Which artists are you thinking of bringing in?

I would love to move more into the Salton Sea … and the community of artists would as well. There are two classifications of artists: the ones who are born as artists who make work because their mission is to express and evolve, and those who make work because their mission is to be known and made legendary. I prefer the former, and I think that the sensitivity of the Salton Sea deserves this type of artist as well.

Do you think it might be possible to have collaboration between local artists and more well-known artists working together on these murals?

Absolutely. Involving the community is always important. Sometimes, outsiders see things that we do not; having lived in the same environment for so long, we forget. The freshness of new eyes that are speaking other languages or hearing strange sounds is a great reflection for ourselves and surroundings.
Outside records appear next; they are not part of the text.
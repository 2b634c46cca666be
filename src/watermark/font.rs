use std::{
    collections::HashMap,
    path::{Path, PathBuf},
};

use crate::foundation::error::{ClipmarkError, ClipmarkResult};

/// Environment variable naming a font file to use as the default face.
pub const DEFAULT_FONT_ENV: &str = "CLIPMARK_DEFAULT_FONT";

#[derive(Clone, Copy, Debug, Default, PartialEq, Eq)]
/// RGBA8 brush color used by Parley text layout.
pub(crate) struct TextBrushRgba8 {
    pub(crate) r: u8,
    pub(crate) g: u8,
    pub(crate) b: u8,
    pub(crate) a: u8,
}

/// A font that has been registered with the layout engine and is ready to rasterize.
#[derive(Clone)]
pub(crate) struct LoadedFont {
    pub(crate) family: String,
    pub(crate) data: vello_cpu::peniko::FontData,
}

impl std::fmt::Debug for LoadedFont {
    fn fmt(&self, f: &mut std::fmt::Formatter<'_>) -> std::fmt::Result {
        f.debug_struct("LoadedFont")
            .field("family", &self.family)
            .finish_non_exhaustive()
    }
}

#[derive(Clone, Debug, PartialEq, Eq, Hash)]
pub(crate) enum FontKey {
    Default,
    File(PathBuf),
}

/// Font chosen for one watermark.
#[derive(Clone, Debug)]
pub(crate) struct ResolvedFont {
    pub(crate) key: FontKey,
    pub(crate) font: LoadedFont,
    pub(crate) size_px: f32,
    /// The requested font could not be loaded and the default face was substituted.
    pub(crate) fallback: bool,
}

/// Stateful helper for building Parley text layouts from registered fonts.
pub(crate) struct TextLayoutEngine {
    font_ctx: parley::FontContext,
    layout_ctx: parley::LayoutContext<TextBrushRgba8>,
}

impl Default for TextLayoutEngine {
    fn default() -> Self {
        Self::new()
    }
}

impl TextLayoutEngine {
    pub(crate) fn new() -> Self {
        Self {
            font_ctx: parley::FontContext::default(),
            layout_ctx: parley::LayoutContext::new(),
        }
    }

    /// Register raw font bytes and return the font ready for layout and rasterization.
    ///
    /// `face_index` selects the face inside a collection; `preferred_family` picks among the
    /// registered families when the file carries several.
    pub(crate) fn register(
        &mut self,
        font_bytes: Vec<u8>,
        face_index: u32,
        preferred_family: Option<&str>,
    ) -> ClipmarkResult<LoadedFont> {
        let families = self.font_ctx.collection.register_fonts(
            parley::fontique::Blob::from(font_bytes.clone()),
            None,
        );
        if families.is_empty() {
            return Err(ClipmarkError::validation(
                "no font families registered from font bytes",
            ));
        }

        let mut names = Vec::with_capacity(families.len());
        for (id, _) in &families {
            if let Some(name) = self.font_ctx.collection.family_name(*id) {
                names.push(name.to_string());
            }
        }
        let family = preferred_family
            .and_then(|want| names.iter().find(|n| n.as_str() == want))
            .or_else(|| names.first())
            .cloned()
            .ok_or_else(|| ClipmarkError::validation("registered font family has no name"))?;

        Ok(LoadedFont {
            family,
            data: vello_cpu::peniko::FontData::new(
                vello_cpu::peniko::Blob::from(font_bytes),
                face_index,
            ),
        })
    }

    /// Shape and lay out a single line of plain text.
    pub(crate) fn layout_plain(
        &mut self,
        text: &str,
        font: &LoadedFont,
        size_px: f32,
        brush: TextBrushRgba8,
    ) -> ClipmarkResult<parley::Layout<TextBrushRgba8>> {
        if !size_px.is_finite() || size_px <= 0.0 {
            return Err(ClipmarkError::validation(
                "text size_px must be finite and > 0",
            ));
        }

        let mut builder = self
            .layout_ctx
            .ranged_builder(&mut self.font_ctx, text, 1.0, true);
        builder.push_default(parley::style::StyleProperty::FontStack(
            parley::style::FontStack::Source(std::borrow::Cow::Owned(font.family.clone())),
        ));
        builder.push_default(parley::style::StyleProperty::FontSize(size_px));
        builder.push_default(parley::style::StyleProperty::Brush(brush));

        let mut layout: parley::Layout<TextBrushRgba8> = builder.build(text);
        layout.break_all_lines(None);
        layout.align(
            None,
            parley::Alignment::Start,
            parley::AlignmentOptions::default(),
        );
        Ok(layout)
    }
}

/// Resolves watermark font references, caching every load attempt for the lifetime of a run.
///
/// Load failures never surface as errors: a user font that cannot be read or parsed is replaced by
/// the default face at `fallback_size_px`, and the substitution is reported on the resolved font.
pub(crate) struct FontLibrary {
    engine: TextLayoutEngine,
    loaded: HashMap<FontKey, Option<LoadedFont>>,
    default_font_path: Option<PathBuf>,
    fallback_size_px: f32,
}

impl FontLibrary {
    pub(crate) fn new(default_font_path: Option<PathBuf>, fallback_size_px: f32) -> Self {
        Self {
            engine: TextLayoutEngine::new(),
            loaded: HashMap::new(),
            default_font_path,
            fallback_size_px,
        }
    }

    pub(crate) fn engine_mut(&mut self) -> &mut TextLayoutEngine {
        &mut self.engine
    }

    /// Pick the font for a watermark. `None` means no usable face exists at all.
    pub(crate) fn resolve(&mut self, font: Option<&Path>, size_px: f32) -> Option<ResolvedFont> {
        if let Some(path) = font {
            let key = FontKey::File(path.to_path_buf());
            if let Some(loaded) = self.load(&key) {
                return Some(ResolvedFont {
                    key,
                    font: loaded,
                    size_px,
                    fallback: false,
                });
            }
            return self.load(&FontKey::Default).map(|loaded| ResolvedFont {
                key: FontKey::Default,
                font: loaded,
                size_px: self.fallback_size_px,
                fallback: true,
            });
        }

        self.load(&FontKey::Default).map(|loaded| ResolvedFont {
            key: FontKey::Default,
            font: loaded,
            size_px,
            fallback: false,
        })
    }

    fn load(&mut self, key: &FontKey) -> Option<LoadedFont> {
        if let Some(cached) = self.loaded.get(key) {
            return cached.clone();
        }

        let result = match key {
            FontKey::File(path) => load_font_file(&mut self.engine, path),
            FontKey::Default => self.load_default_face(),
        };
        let loaded = match result {
            Ok(font) => {
                tracing::debug!(?key, family = %font.family, "font loaded");
                Some(font)
            }
            Err(e) => {
                tracing::warn!(?key, error = %e, "font unavailable");
                None
            }
        };
        self.loaded.insert(key.clone(), loaded.clone());
        loaded
    }

    fn load_default_face(&mut self) -> ClipmarkResult<LoadedFont> {
        let configured = self
            .default_font_path
            .clone()
            .or_else(|| std::env::var_os(DEFAULT_FONT_ENV).map(PathBuf::from));
        if let Some(path) = configured {
            return load_font_file(&mut self.engine, &path);
        }

        let (bytes, index, family) = system_sans_serif_face().ok_or_else(|| {
            ClipmarkError::validation("no system sans-serif font found for the default face")
        })?;
        self.engine.register(bytes, index, family.as_deref())
    }
}

fn load_font_file(engine: &mut TextLayoutEngine, path: &Path) -> ClipmarkResult<LoadedFont> {
    use anyhow::Context as _;
    let bytes =
        std::fs::read(path).with_context(|| format!("read font '{}'", path.display()))?;
    engine.register(bytes, 0, None)
}

/// Look up a sans-serif face through `fontdb`, falling back to any installed face.
fn system_sans_serif_face() -> Option<(Vec<u8>, u32, Option<String>)> {
    use usvg::fontdb;

    let mut db = fontdb::Database::new();
    db.load_system_fonts();

    let id = db
        .query(&fontdb::Query {
            families: &[fontdb::Family::SansSerif],
            ..fontdb::Query::default()
        })
        .or_else(|| db.faces().next().map(|face| face.id))?;

    let family = db
        .face(id)
        .and_then(|face| face.families.first())
        .map(|(name, _)| name.clone());
    db.with_face_data(id, |data, index| (data.to_vec(), index, family))
}

#[cfg(test)]
mod tests {
    use super::*;

    #[test]
    fn garbage_bytes_do_not_register() {
        let mut engine = TextLayoutEngine::new();
        assert!(engine.register(b"not a font".to_vec(), 0, None).is_err());
    }

    #[test]
    fn unreadable_font_file_falls_back_to_default_face() {
        let dir = std::env::temp_dir().join(format!("clipmark_font_{}", std::process::id()));
        std::fs::create_dir_all(&dir).unwrap();
        let bogus = dir.join("broken.ttf");
        std::fs::write(&bogus, b"definitely not truetype").unwrap();

        let mut lib = FontLibrary::new(None, 16.0);
        let Some(resolved) = lib.resolve(Some(&bogus), 48.0) else {
            // No default face on this machine; nothing left to observe.
            return;
        };
        assert!(resolved.fallback);
        assert_eq!(resolved.key, FontKey::Default);
        assert_eq!(resolved.size_px, 16.0);
    }

    #[test]
    fn absent_font_uses_default_face_at_requested_size() {
        let mut lib = FontLibrary::new(None, 16.0);
        let Some(resolved) = lib.resolve(None, 40.0) else {
            return;
        };
        assert!(!resolved.fallback);
        assert_eq!(resolved.size_px, 40.0);
    }

    #[test]
    fn layout_rejects_non_positive_size() {
        let mut lib = FontLibrary::new(None, 16.0);
        let Some(resolved) = lib.resolve(None, 12.0) else {
            return;
        };
        let Err(err) =
            lib.engine_mut()
                .layout_plain("x", &resolved.font, 0.0, TextBrushRgba8::default())
        else {
            panic!("zero size should be rejected");
        };
        assert!(err.to_string().contains("size_px"));
    }
}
Mixing this with a local culture is the best mix. Most artists need to develop collaborative relationships, so I would never pair people together in this practice, because it is a forced marriage … but there are many ways to incorporate unity. We learn from each other in observation as well as in shared experience.

What do you think the murals and public art will do for the Salton Sea?

Whenever artists move into areas, transformation begins to take shape. This area is equated to decay and environmental tragedy; artists (can) bring in new life and take what is existing and showcase its beauty.

The Do Art Foundation would love to work with local community members, (helping) owners and local artists to make a significant effort to bring the opportunity to the area in the form of a large-scale art movement. For this, we will need support, both financially and in terms of participation of businesses to house, feed and host the artists who would happily come there to share their work. In the wake of this, tourists, art-lovers and attention will be revived in this area—without any agenda other than to uplift the community. We are ready at Do Art Foundation to help connect the artists and make this happen.